Le justice a tranché en faveur de la Cimade, association d'aide aux étrangers en situation irrégulière, dans le conflit juridique qui l'oppose au ministre de l'Immigration au sujet de l'aide dans les centres de rétention administrative.
AFP - La justice a donné raison samedi à la Cimade dans une manche du bras de fer qui l'oppose au ministère de l'Immigration depuis neuf mois sur l'aide aux étrangers dans les centres de rétention administrative (Cra).
Ce nouveau rebondissement intervient à deux jours de la mise en place prévue de la réforme de la rétention qui devait confier à six associations (Cimade, Ordre de Malte, Forum Réfugiés, Collectif Respect, France Terre d'Asile et Assfam) la tâche d'assister les étrangers en situation irrégulière, mission dévolue à la seule Cimade depuis 25 ans.
Le juge des référés du tribunal administratif de Paris a suspendu l'exécution de ce marché public signé le 10 mai, qui faisait l'objet d'un recours de la Cimade, jusqu'à l'examen des requêtes déposées sur le fond de cette affaire. Il a ordonné à l'Etat de verser 3.000 euros à l'association au titre des frais de justice.
La Cimade, soutenue par de nombreuses associations de défense des droits humains et des étrangers, avait dénoncé la transformation de la mission d'aide aux étrangers, notamment pour former des recours contre une expulsion, en une simple mission d'information. Un moyen, selon elles, d'atteindre plus facilement les quotas d'expulsions de plus en plus élevés (27.000 prévues pour 2009 contre 26.000 en 2008).
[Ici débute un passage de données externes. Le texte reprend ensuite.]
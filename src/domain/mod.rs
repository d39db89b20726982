pub mod alerts;
pub mod detector;
pub mod prospect;
pub mod scoring;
La Cimade a immédiatement exprimé sa "satisfaction" devant cette décision de justice et demandé au ministère "d'ouvrir de toute urgence une concertation" avec les associations "afin de dégager une solution permettant de garantir et de maintenir une réelle assistance juridique aux étrangers".
De son côté, Eric Besson a indiqué se donner "48 heures pour prendre les décisions qui conviennent afin que les droits des étrangers soient bien pris en compte après le 2 juin". Pour le ministère, la guérilla judiciaire de la Cimade tient à ce qu'elle ne veut pas perdre son "monopole" dans les Cra qui pèse 4 millions d'euros d'aides publiques par an.
Dans son ordonnance, le juge des référés note que "le ministère a la faculté de conclure avec la Cimade un avenant prolongeant" sa mission au-delà du 2 juin, comme cela avait déjà été le cas à l'automne dernier après l'annulation du premier appel d'offre. La Cimade "y est prête", a-t-elle fait savoir.
Surtout, le magistrat a abordé dans ses motivations le fond du litige qui oppose la Cimade (et les associations qui la soutiennent) au ministère de l'Immigration, incarné par Brice Hortefeux à la mise en route de l'appel d'offres fin août 2008 puis Eric Besson depuis janvier.
Deux éléments sont propres à créer "un doute sérieux quant à la légalité du marché", pointe le juge: d'une part la rédaction de son objet qui ne permet pas de garantir que les étrangers pourront exercer des recours, un des objectifs pourtant fixés par le législateur; d'autre part le fait qu'une des associations retenues, Collectif Respect, n'a pas démontré ses capacités professionnelles pour assurer une telle mission.
Une majorité d'ONG de défense des droits des plus démunis s'est rangée derrière la Cimade, notamment le Secours catholique et Emmaüs, toutes deux issues du monde catholique.